The patient survived and was healed. A sensational breakthrough. In the years that followed, the knowledge alone that germs could get into the patient’s hands during treatment saved countless lives. The Hungarian-German obstetrician Ignaz Semmelweis (1808 to 1866) made hand hygiene compulsory and thus suppressed widespread child bed fever. Thanks to hand washing, Semmelweis was rightly celebrated as the “savior of mothers”.
In 1876 Robert Koch – the eponym of the currently prominent research institute for infectious diseases – was the first to provide direct evidence between a microscopic pathogen (anthrax) and a specific clinical picture. In 1882 he discovered the causative agents of tuberculosis and in 1883 that of cholera. At the latest now there was a new leading medical science. Doctors were educated with books, photographs and detailed drawings about the appearance and shape of an increasing number of bacteria.
The discovery had far-reaching consequences. From then on, treatments and medication ions could be developed in a much more targeted manner; Instead of experimenting on humans, substances were first tested on the pathogen itself. Even more: the knowledge of what spread diseases and in what ways also allowed prevention. When cholera was rampant in Germany in the 1890s, Robert Koch was brought in as an expert in Hamburg, Berlin and the Ruhr area. His analyzes led to far-reaching changes in the water and sewage systems of the big cities. After that, Germany no longer recorded any really large cholera outbreaks.

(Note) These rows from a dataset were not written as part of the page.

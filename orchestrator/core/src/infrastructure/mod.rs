// Copyright (c) 2026 100monkeys.ai
// SPDX-License-Identifier: AGPL-3.0

pub mod event_bus;
pub mod transport;
pub mod registry;
pub mod llm;

pub use event_bus::{EventBus, EventFilter, EventHandler, SubscriptionId, SubscriptionInfo};
pub use registry::InMemoryCapabilityRegistry;
pub use transport::{InMemoryTransport, Transport, TransportError};
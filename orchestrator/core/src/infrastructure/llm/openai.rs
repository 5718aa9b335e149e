// Copyright (c) 2026 100monkeys.ai
// SPDX-License-Identifier: AGPL-3.0

// OpenAI-Compatible AI Provider Adapter
//
// Anti-Corruption Layer for the chat completions API. Works with OpenAI and
// with compatible servers (LM Studio, vLLM, etc.)

use crate::domain::llm::{AiError, AiProvider};
use async_trait::async_trait;
use serde::{Deserialize, Serialize};

pub struct OpenAICompatibleProvider {
    client: reqwest::Client,
    endpoint: String,
    api_key: String,
    model: String,
}

#[derive(Serialize)]
struct ChatRequest<'a> {
    model: &'a str,
    messages: Vec<ChatMessage<'a>>,
    temperature: f32,
}

#[derive(Serialize)]
struct ChatMessage<'a> {
    role: &'static str,
    content: &'a str,
}

#[derive(Deserialize)]
struct ChatResponse {
    choices: Vec<ChatChoice>,
}

#[derive(Deserialize)]
struct ChatChoice {
    message: ChatChoiceMessage,
}

#[derive(Deserialize)]
struct ChatChoiceMessage {
    #[serde(default)]
    content: Option<String>,
}

impl OpenAICompatibleProvider {
    pub fn new(endpoint: String, api_key: String, model: String) -> Self {
        Self {
            client: reqwest::Client::new(),
            endpoint,
            api_key,
            model,
        }
    }

    fn url(&self, path: &str) -> String {
        format!("{}/{}", self.endpoint.trim_end_matches('/'), path)
    }

    fn authorized(&self, request: reqwest::RequestBuilder) -> reqwest::RequestBuilder {
        if self.api_key.is_empty() {
            request
        } else {
            request.bearer_auth(&self.api_key)
        }
    }
}

#[async_trait]
impl AiProvider for OpenAICompatibleProvider {
    async fn call(&self, system_prompt: &str, user_prompt: &str) -> Result<String, AiError> {
        let request = ChatRequest {
            model: &self.model,
            messages: vec![
                ChatMessage {
                    role: "system",
                    content: system_prompt,
                },
                ChatMessage {
                    role: "user",
                    content: user_prompt,
                },
            ],
            // Extraction wants deterministic output
            temperature: 0.0,
        };

        let response = self
            .authorized(self.client.post(self.url("chat/completions")))
            .json(&request)
            .send()
            .await
            .map_err(|e| AiError::Network(e.to_string()))?;

        if !response.status().is_success() {
            let status = response.status();
            let error_text = response.text().await.unwrap_or_default();

            return Err(if status == 401 || status == 403 {
                AiError::Authentication(error_text)
            } else if status == 429 {
                AiError::RateLimit
            } else if status == 404 {
                AiError::ModelNotFound(self.model.clone())
            } else {
                AiError::Provider(format!("HTTP {}: {}", status, error_text))
            });
        }

        let body: ChatResponse = response
            .json()
            .await
            .map_err(|e| AiError::Provider(format!("Failed to parse response: {}", e)))?;

        body.choices
            .into_iter()
            .next()
            .and_then(|choice| choice.message.content)
            .ok_or_else(|| AiError::Provider("No response from model".into()))
    }

    async fn health_check(&self) -> Result<(), AiError> {
        let response = self
            .authorized(self.client.get(self.url("models")))
            .send()
            .await
            .map_err(|e| AiError::Network(e.to_string()))?;

        if response.status().is_success() {
            Ok(())
        } else if response.status() == 401 || response.status() == 403 {
            Err(AiError::Authentication("Invalid API key".into()))
        } else {
            Err(AiError::Network(format!("HTTP {}", response.status())))
        }
    }
}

When the Koch students Emil von Behring (1854 to 1917) and Paul Ehrlich (1854 to 1915) then refined the vaccination procedures using serum-based immunization procedures, the basic steps towards modern medicine were taken. Only one component was still missing.

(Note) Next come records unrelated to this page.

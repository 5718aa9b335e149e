// Copyright (c) 2026 100monkeys.ai
// SPDX-License-Identifier: AGPL-3.0

//! Routing result types and the pure selection helpers used by the
//! [`Orchestrator`](crate::application::orchestrator::Orchestrator).

use serde::Serialize;
use serde_json::Value;
use std::collections::HashSet;

use crate::domain::envelope::{ERROR_KEY, MESSAGE_KEY, STATUS_KEY};
use crate::domain::event::Payload;
use crate::domain::llm::AiError;
use crate::domain::registry::RegistryError;

/// Routing key used when nothing more specific can be resolved
pub const CATCH_ALL_ROUTING_KEY: &str = "agent.request";

/// Substring heuristics applied to the intent text when no capability of the
/// selected agent matches. Checked in order; first hit wins.
const FALLBACK_ROUTING_KEYS: &[(&str, &str)] = &[
    ("policy", "policy.request"),
    ("deploy", "deployment.request"),
    ("application", "application.request"),
    ("service", "service.request"),
    ("environment", "environment.request"),
    ("release", "release.request"),
];

const DEFAULT_SUCCESS_MESSAGE: &str = "Request processed successfully";

#[derive(Debug, Clone, Copy, PartialEq, Eq, Serialize)]
#[serde(rename_all = "lowercase")]
pub enum RouteStatus {
    Completed,
    Error,
    Timeout,
}

impl RouteStatus {
    pub fn as_str(&self) -> &'static str {
        match self {
            RouteStatus::Completed => "completed",
            RouteStatus::Error => "error",
            RouteStatus::Timeout => "timeout",
        }
    }
}

impl std::fmt::Display for RouteStatus {
    fn fmt(&self, f: &mut std::fmt::Formatter<'_>) -> std::fmt::Result {
        f.write_str(self.as_str())
    }
}

/// Terminal result of one routed request. Exactly one per call.
#[derive(Debug, Clone, PartialEq, Serialize)]
pub struct RouteOutcome {
    pub status: RouteStatus,
    pub selected_agent: String,
    pub intent: String,
    pub routing_key: String,
    pub correlation_id: String,
    pub request_id: String,
    pub message: String,
    /// Payload of the consumed response, if one arrived
    #[serde(skip_serializing_if = "Option::is_none")]
    pub response_payload: Option<Payload>,
}

#[derive(Debug, thiserror::Error)]
pub enum RoutingError {
    #[error("Capability discovery failed: {0}")]
    Discovery(#[from] RegistryError),

    #[error("No agent found for intent '{intent}'")]
    NoAgentFound { intent: String },

    #[error("Could not determine an intent for message '{message}'")]
    IntentNotUnderstood { message: String },

    #[error("Intent extraction failed: {0}")]
    Ai(#[from] AiError),
}

/// Stable first-seen dedup, then drop the caller's own id.
pub fn select_candidates(agent_ids: Vec<String>, self_id: &str) -> Vec<String> {
    let mut seen = HashSet::new();
    agent_ids
        .into_iter()
        .filter(|id| seen.insert(id.clone()))
        .filter(|id| id != self_id)
        .collect()
}

/// Heuristic routing key derived from the intent text alone.
pub fn fallback_routing_key(intent: &str) -> &'static str {
    let intent = intent.to_lowercase();
    FALLBACK_ROUTING_KEYS
        .iter()
        .find(|(needle, _)| intent.contains(needle))
        .map(|(_, key)| *key)
        .unwrap_or(CATCH_ALL_ROUTING_KEY)
}

/// Classify a response payload and pull a human-readable summary out of it.
pub fn summarize_response(payload: &Payload) -> (RouteStatus, String) {
    let is_error = payload.get(STATUS_KEY).and_then(Value::as_str) == Some("error");
    let status = if is_error {
        RouteStatus::Error
    } else {
        RouteStatus::Completed
    };

    let text = |key: &str| payload.get(key).and_then(Value::as_str).filter(|s| !s.is_empty());

    let message = match (text("decision"), text("reasoning")) {
        (Some(decision), Some(reasoning)) => format!("Decision: {}. {}", decision, reasoning),
        _ => text(MESSAGE_KEY)
            .or_else(|| if is_error { text(ERROR_KEY) } else { None })
            .map(str::to_string)
            .unwrap_or_else(|| DEFAULT_SUCCESS_MESSAGE.to_string()),
    };

    (status, message)
}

Viruses: The smallest of all killers
Already at the end of the 19th century, researchers began to suspect that, in addition to the bacteria, there had to be smaller pathogens that were not visible under the light microscope, which caused inexplicable but highly threatening diseases – such as the often fatal flu or the tens of thousands of measles that die every year.
What Friedrich Loeffler and Paul Frosch then proved for the first time in 1895 was called “virus” – after an ancient Roman name for an enormously strong poison. In the first century AD this was the name of the saliva of a rabid animal. A fitting namesake, because rabies is still the deadliest virus we know. The first vaccination against this was developed by Louis Pasteur in 1885, it can also help immediately after an animal bite. Rabies has not yet been effectively cured. As soon as symptoms appear, the chances are slim: To date, only seven survivors are known worldwide, most of whom suffer serious consequential damage.
Viruses remain a scourge of humanity to this day – by now we have at least understood them. The search for therapies or preventive vaccines is now targeted and mostly successful. And what helps until something like this is discovered by pioneers in research as early as the 19th century: distance and hygiene. Then, a look at medical history shows, everything will be fine in the end.